Dans une intéressante correspondance adressée au Petit Marseillais, M. Léon Boudouresque nous fournit le commentaire des illustrations de notre envoyé spécial, M. Louis Tinayre, dont il est le compagnon de route, à la suite de l'expédition.

Suberbieville, le 29 juillet 1895


Le 23 juillet dernier, à Marololo, cinq tirailleurs du bataillon sakalave, les nommés Totou, Laimanga, Botou, Levao et Zikini quittaient le campement du bataillon et gagnèrent un village sakalave situé non loin de là.

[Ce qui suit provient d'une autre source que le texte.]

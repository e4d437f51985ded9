//! The crop window: the fixed-size rectangle the output region is selected
//! through.

use serde::{Deserialize, Serialize};

use super::{Vec2, Viewport};

/// A rectangle in container coordinates framing the output region.
///
/// Its size is fixed for the session once the side length and aspect ratio
/// are chosen; only the position changes, and only during initialization
/// (recentering), never during a drag.
#[derive(Debug, Clone, Copy, PartialEq, Serialize, Deserialize)]
pub struct CropWindow {
    pub x: f64,
    pub y: f64,
    pub width: f64,
    pub height: f64,
}

impl CropWindow {
    /// Window sized from the configured side length and optional
    /// width/height ratio, positioned at the origin until initialization
    /// centers it.
    pub fn sized(size: f64, aspect_ratio: Option<f64>) -> Self {
        let height = match aspect_ratio {
            Some(ratio) => size / ratio,
            None => size,
        };
        Self {
            x: 0.0,
            y: 0.0,
            width: size,
            height,
        }
    }

    /// Recenter within the viewport. Size is untouched.
    pub fn center_in(&mut self, viewport: Viewport) {
        self.x = (viewport.width - self.width) / 2.0;
        self.y = (viewport.height - self.height) / 2.0;
    }

    /// Center point of the window, in container coordinates.
    pub fn center(&self) -> Vec2 {
        Vec2::new(self.x + self.width / 2.0, self.y + self.height / 2.0)
    }
}
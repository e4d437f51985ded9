//! Image placement state: offset, zoom, and initial-fit computation.

use serde::{Deserialize, Serialize};

/// A point or displacement in container coordinates.
#[derive(Debug, Clone, Copy, Default, PartialEq, Serialize, Deserialize)]
pub struct Vec2 {
    pub x: f64,
    pub y: f64,
}

impl Vec2 {
    pub fn new(x: f64, y: f64) -> Self {
        Self { x, y }
    }
}

impl std::ops::Add for Vec2 {
    type Output = Vec2;

    fn add(self, rhs: Vec2) -> Vec2 {
        Vec2::new(self.x + rhs.x, self.y + rhs.y)
    }
}

impl std::ops::AddAssign for Vec2 {
    fn add_assign(&mut self, rhs: Vec2) {
        self.x += rhs.x;
        self.y += rhs.y;
    }
}

impl std::ops::Sub for Vec2 {
    type Output = Vec2;

    fn sub(self, rhs: Vec2) -> Vec2 {
        Vec2::new(self.x - rhs.x, self.y - rhs.y)
    }
}

/// Measured size of the cropping container.
///
/// A container that has not been laid out yet reports zero dimensions; all
/// geometry defers until `is_measured` returns true, so the fit computation
/// never divides by zero.
#[derive(Debug, Clone, Copy, Default, PartialEq)]
pub struct Viewport {
    pub width: f64,
    pub height: f64,
}

impl Viewport {
    pub fn new(width: f64, height: f64) -> Self {
        Self { width, height }
    }

    /// Whether the container has a real layout size.
    pub fn is_measured(&self) -> bool {
        self.width > 0.0 && self.height > 0.0
    }
}

/// Zoom state of the placed image.
///
/// `Fit` stands for "the computed initial-fit scale" until the user moves
/// the slider. It replaces a zero-valued scale sentinel so geometry code can
/// never confuse "not chosen yet" with a literal zero factor; only the
/// resolved effective scale is ever used in math.
#[derive(Debug, Clone, Copy, Default, PartialEq)]
pub enum Zoom {
    /// Use the cached initial-fit scale.
    #[default]
    Fit,
    /// An explicit slider value.
    Level(f64),
}

impl Zoom {
    /// Interpret a slider value. The slider minimum (0.0) means "initial
    /// fit"; everything else is an explicit level.
    pub fn from_slider(value: f64) -> Self {
        if value == 0.0 {
            Zoom::Fit
        } else {
            Zoom::Level(value)
        }
    }

    /// The zoom factor actually applied to the image.
    pub fn effective(self, fit_scale: f64) -> f64 {
        match self {
            Zoom::Fit => fit_scale,
            Zoom::Level(level) => level,
        }
    }

    /// Slider position representing this state.
    pub fn slider_value(self) -> f64 {
        match self {
            Zoom::Fit => 0.0,
            Zoom::Level(level) => level,
        }
    }
}

/// The image's placement relative to the container origin: top-left offset
/// plus uniform zoom.
#[derive(Debug, Clone, Copy, Default, PartialEq)]
pub struct ImageTransform {
    pub offset: Vec2,
    pub zoom: Zoom,
}

/// Largest scale no greater than 1 that fits the whole image inside the
/// viewport.
pub fn fit_scale(img_width: f64, img_height: f64, viewport: Viewport) -> f64 {
    let scale_x = viewport.width / img_width;
    let scale_y = viewport.height / img_height;
    scale_x.min(scale_y).min(1.0)
}

/// Offset that centers an image drawn at `scale` inside the viewport.
pub fn centered_offset(img_width: f64, img_height: f64, scale: f64, viewport: Viewport) -> Vec2 {
    Vec2::new(
        (viewport.width - img_width * scale) / 2.0,
        (viewport.height - img_height * scale) / 2.0,
    )
}

#[cfg(test)]
mod tests {
    use super::*;

    #[test]
    fn test_vec2_arithmetic() {
        let a = Vec2::new(3.0, -1.0);
        let b = Vec2::new(0.5, 2.0);
        assert_eq!(a + b, Vec2::new(3.5, 1.0));
        assert_eq!(a - b, Vec2::new(2.5, -3.0));

        let mut c = a;
        c += b;
        assert_eq!(c, Vec2::new(3.5, 1.0));
    }

    #[test]
    fn test_viewport_measured() {
        assert!(!Viewport::default().is_measured());
        assert!(!Viewport::new(100.0, 0.0).is_measured());
        assert!(!Viewport::new(0.0, 100.0).is_measured());
        assert!(Viewport::new(250.0, 350.0).is_measured());
    }

    #[test]
    fn test_zoom_from_slider() {
        assert_eq!(Zoom::from_slider(0.0), Zoom::Fit);
        assert_eq!(Zoom::from_slider(1.5), Zoom::Level(1.5));
    }

    #[test]
    fn test_zoom_effective_resolves_fit() {
        assert_eq!(Zoom::Fit.effective(0.3125), 0.3125);
        assert_eq!(Zoom::Level(2.0).effective(0.3125), 2.0);
    }

    #[test]
    fn test_zoom_slider_round_trip() {
        assert_eq!(Zoom::Fit.slider_value(), 0.0);
        assert_eq!(Zoom::Level(0.7).slider_value(), 0.7);
        assert_eq!(Zoom::from_slider(Zoom::Fit.slider_value()), Zoom::Fit);
    }

    #[test]
    fn test_fit_scale_large_image() {
        // 800x600 image in a 250x350 container: width is the constraint
        let scale = fit_scale(800.0, 600.0, Viewport::new(250.0, 350.0));
        assert!((scale - 0.3125).abs() < 1e-12);
    }

    #[test]
    fn test_fit_scale_never_upscales() {
        // Small image in a large container stays at natural size
        let scale = fit_scale(100.0, 80.0, Viewport::new(500.0, 500.0));
        assert_eq!(scale, 1.0);
    }

    #[test]
    fn test_fit_scale_tall_image() {
        // Height is the constraint
        let scale = fit_scale(200.0, 1000.0, Viewport::new(400.0, 500.0));
        assert!((scale - 0.5).abs() < 1e-12);
    }

    #[test]
    fn test_centered_offset_exact() {
        // 800x600 at 0.3125 inside 250x350: flush left, centered vertically
        let offset = centered_offset(800.0, 600.0, 0.3125, Viewport::new(250.0, 350.0));
        assert!((offset.x - 0.0).abs() < 1e-12);
        assert!((offset.y - 81.25).abs() < 1e-12);
    }
}

// ============================================================================
// Property-Based Tests
// ============================================================================
//! Avatarcrop WASM - WebAssembly bindings for the avatarcrop engine
//!
//! This crate exposes the avatarcrop-core cropping engine to
//! JavaScript/TypeScript applications embedding the control.
//!
//! # Module Structure
//!
//! - `cropper` - The stateful `ProfileCropper` binding and standalone decode
//! - `types` - WASM-compatible wrapper types for image data
//!
//! # Usage
//!
//! ```typescript
//! import init, { ProfileCropper } from '@avatarcrop/wasm';
//!
//! // Initialize WASM module (must call first)
//! await init();
//!
//! const cropper = new ProfileCropper({ cropShape: "circle" });
//! cropper.measure(container.clientWidth, container.clientHeight);
//!
//! const bytes = new Uint8Array(await file.arrayBuffer());
//! cropper.load_file(file.type, bytes);
//! ```

use wasm_bindgen::prelude::*;

mod cropper;
mod types;

// Re-export public types
pub use cropper::{decode_image, ProfileCropper};
pub use types::JsSourceImage;

/// Initialize the WASM module (called automatically on load)
#[wasm_bindgen(start)]
pub fn init() {
    // Future: Set up panic hook for better error messages in browser console
    // when console_error_panic_hook feature is added
}

/// Get the version of the WASM module
#[wasm_bindgen]
pub fn version() -> String {
    env!("CARGO_PKG_VERSION").to_string()
}
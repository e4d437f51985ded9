//! PNG encoding - the default output format.
//!
//! PNG is the only format of the set that both keeps the alpha channel and
//! is universally safe as a profile-picture upload target, which is why it
//! is the default. Quality does not apply; PNG is lossless.

use image::codecs::png::PngEncoder;
use image::ExtendedColorType;
use image::ImageEncoder;

use super::EncodeError;

/// Encode RGBA pixel data to PNG bytes, alpha preserved.
///
/// The caller (the [`encode`](super::encode) dispatcher) has already
/// validated dimensions and buffer length.
pub fn encode_png(pixels: &[u8], width: u32, height: u32) -> Result<Vec<u8>, EncodeError> {
    let mut buffer = Vec::new();

    let encoder = PngEncoder::new(&mut buffer);
    encoder
        .write_image(pixels, width, height, ExtendedColorType::Rgba8)
        .map_err(|e| EncodeError::EncodingFailed {
            format: "PNG",
            message: e.to_string(),
        })?;

    Ok(buffer)
}

#[cfg(test)]
mod tests {
    use super::*;

    #[test]
    fn test_encode_png_basic() {
        let pixels = vec![128u8; 20 * 20 * 4];
        let png = encode_png(&pixels, 20, 20).unwrap();

        // PNG signature
        assert_eq!(&png[0..8], &[0x89, 0x50, 0x4E, 0x47, 0x0D, 0x0A, 0x1A, 0x0A]);
    }

    #[test]
    fn test_encode_png_round_trips_alpha() {
        // Half transparent, half opaque
        let mut pixels = vec![0u8; 4 * 2 * 4];
        for px in pixels.chunks_exact_mut(4).skip(4) {
            px.copy_from_slice(&[200, 100, 50, 255]);
        }

        let png = encode_png(&pixels, 4, 2).unwrap();
        let decoded = image::load_from_memory(&png).unwrap().into_rgba8();

        assert_eq!(decoded.get_pixel(0, 0).0, [0, 0, 0, 0]);
        assert_eq!(decoded.get_pixel(0, 1).0, [200, 100, 50, 255]);
    }

    #[test]
    fn test_encode_png_single_pixel() {
        let pixels = vec![255, 0, 0, 255];
        let png = encode_png(&pixels, 1, 1).unwrap();
        assert!(!png.is_empty());
    }
}
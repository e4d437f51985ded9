//! Region extraction: drawing a source rectangle onto the fixed-size output
//! raster.
//!
//! The destination raster always has the crop window's pixel dimensions,
//! whatever the zoom level; zoom only changes which source region stretches
//! onto it. Source coordinates outside the image and pixels outside a circle
//! clip stay transparent.

mod region;

pub use region::{RegionExtractor, RGBA_CHANNELS};
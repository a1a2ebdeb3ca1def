// SPDX-License-Identifier: BUSL-1.1
// Copyright (c) 2026 Alfred Jean LLC

//! Write-ahead log: one append-only record file per topic
//!
//! Each topic's log is newline-delimited JSON under the WAL directory. A
//! record's sequence number is its line position, so sequences are dense
//! from 0 and reads are a linear scan from the start — fine while topics
//! stay short; an index from sequence to byte offset is the first thing to
//! add if they don't.

use relay_core::Record;
use std::fs::{File, OpenOptions};
use std::io::{self, BufRead, BufReader, Write};
use std::path::{Path, PathBuf};
use std::sync::Mutex;

use crate::error::StorageError;

/// Durable per-topic record log
pub struct Wal {
    dir: PathBuf,
    // Serializes appends and reads across all topics; sequence assignment
    // must never race with a concurrent append
    lock: Mutex<()>,
}

impl Wal {
    /// Open a WAL rooted at `dir`, creating the directory if needed
    pub fn open(dir: impl Into<PathBuf>) -> Result<Self, StorageError> {
        let dir = dir.into();
        std::fs::create_dir_all(&dir)?;
        Ok(Self {
            dir,
            lock: Mutex::new(()),
        })
    }

    /// Append a message to `topic`'s log and return the stored record.
    ///
    /// The assigned sequence is the count of records already in the log
    /// (0 for a fresh topic). The write is fsync'd before this returns.
    pub fn append(&self, topic: &str, message: &str) -> Result<Record, StorageError> {
        let _guard = self.lock.lock().unwrap_or_else(|e| e.into_inner());

        let path = self.log_path(topic)?;
        let id = count_records(&path)?;
        let record = Record {
            topic: topic.to_string(),
            message: message.to_string(),
            id,
        };

        let line = serde_json::to_string(&record)?;
        let mut file = OpenOptions::new().create(true).append(true).open(&path)?;
        writeln!(file, "{}", line)?;
        file.sync_all()?;

        Ok(record)
    }

    /// Read the record at `sequence` in `topic`'s log.
    ///
    /// Returns `None` when the log does not exist yet or `sequence` is past
    /// the end — both mean "nothing to deliver", not an error.
    pub fn read_at(&self, topic: &str, sequence: i64) -> Result<Option<Record>, StorageError> {
        let _guard = self.lock.lock().unwrap_or_else(|e| e.into_inner());

        let path = self.log_path(topic)?;
        let file = match File::open(&path) {
            Ok(f) => f,
            Err(e) if e.kind() == io::ErrorKind::NotFound => return Ok(None),
            Err(e) => return Err(e.into()),
        };

        if sequence < 0 {
            return Ok(None);
        }

        let reader = BufReader::new(file);
        for (position, line) in reader.lines().enumerate() {
            let line = line?;
            if position as i64 == sequence {
                return Ok(Some(serde_json::from_str(&line)?));
            }
        }

        Ok(None)
    }

    /// Path of `topic`'s log file.
    ///
    /// Topic names become file stems, so anything that could escape the WAL
    /// directory is rejected here, before any file is touched.
    fn log_path(&self, topic: &str) -> Result<PathBuf, StorageError> {
        if topic.is_empty() || topic == "." || topic == ".." || topic.contains(['/', '\\']) {
            return Err(StorageError::InvalidTopic(topic.to_string()));
        }
        Ok(self.dir.join(format!("{}.log", topic)))
    }
}

/// Count the records already stored in a log file (0 if absent)
fn count_records(path: &Path) -> Result<u32, StorageError> {
    let file = match File::open(path) {
        Ok(f) => f,
        Err(e) if e.kind() == io::ErrorKind::NotFound => return Ok(0),
        Err(e) => return Err(e.into()),
    };

    let mut count = 0u32;
    for line in BufReader::new(file).lines() {
        line?;
        count += 1;
    }
    Ok(count)
}

#[cfg(test)]
#[path = "wal_tests.rs"]
mod tests;
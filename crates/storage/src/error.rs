// SPDX-License-Identifier: BUSL-1.1
// Copyright (c) 2026 Alfred Jean LLC

//! Error type shared by the storage backends

use thiserror::Error;

/// Errors that can occur in WAL or offset store operations
#[derive(Debug, Error)]
pub enum StorageError {
    #[error("IO error: {0}")]
    Io(#[from] std::io::Error),
    #[error("JSON error: {0}")]
    Json(#[from] serde_json::Error),
    #[error("invalid topic name: {0:?}")]
    InvalidTopic(String),
}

Ils traitèrent le village en pays conquis par des vainqueurs sauvages : une femme fut assassinée par eux, après avoir été outragée, et l'incendie des cases, qu'ils allumèrent, vint couronner dignement leur ouvrage de bandits. Puis, ivres morts, ils s'endormirent tous les cinq auprès des ruines fumantes; ils cuvaient encore leur ivresse le lendemain, lorsqu'un détachement du bataillon, envoyé de Marololo, où les habitants du village étaient allés porter plainte, les y arrêta au petit jour.

Viol. assassinat, pillage et incendie, leur affaire était claire; si claire même que l'un d'entre eux, Levao, bien fixé sur le sort qu'il lui était réservé, profita du premier défaut de surveillance qu'il put remarquer, durant leur transport de Marololo à Suberbieville, et parvint à gagner la brousse où il court encore.

Désireux de frapper d'un exemple terrible les imaginations des indigènes divers qui font partie du corps expéditionnaire, le commandant en chef n'hésita pas à livrer à toute la rigueur de notre loi militaire les auteurs de ce premier acte de pillage.

Dans une pièce d'une des maisons de Suberbieville, le conseil de guerre fut réuni : un président, M. le lieutenant-colonel Andry; quatre juges, un commandant, un capitaine, un lieutenant et un adjudant; un greffier qui était justement M.Vergne, l'ex-greffier du conseil de guerre du XVe corps d'armée qui n'a laissé à Marseille que des sympathies méritées; en deux avocats, l'un lieutenant désigné d'office, l'autre avocat de profession, inscrit au barreau de Paris, M. Ferdinand Pages, qui s'était offert avec bonne grâce pour défendre trois des prévenus.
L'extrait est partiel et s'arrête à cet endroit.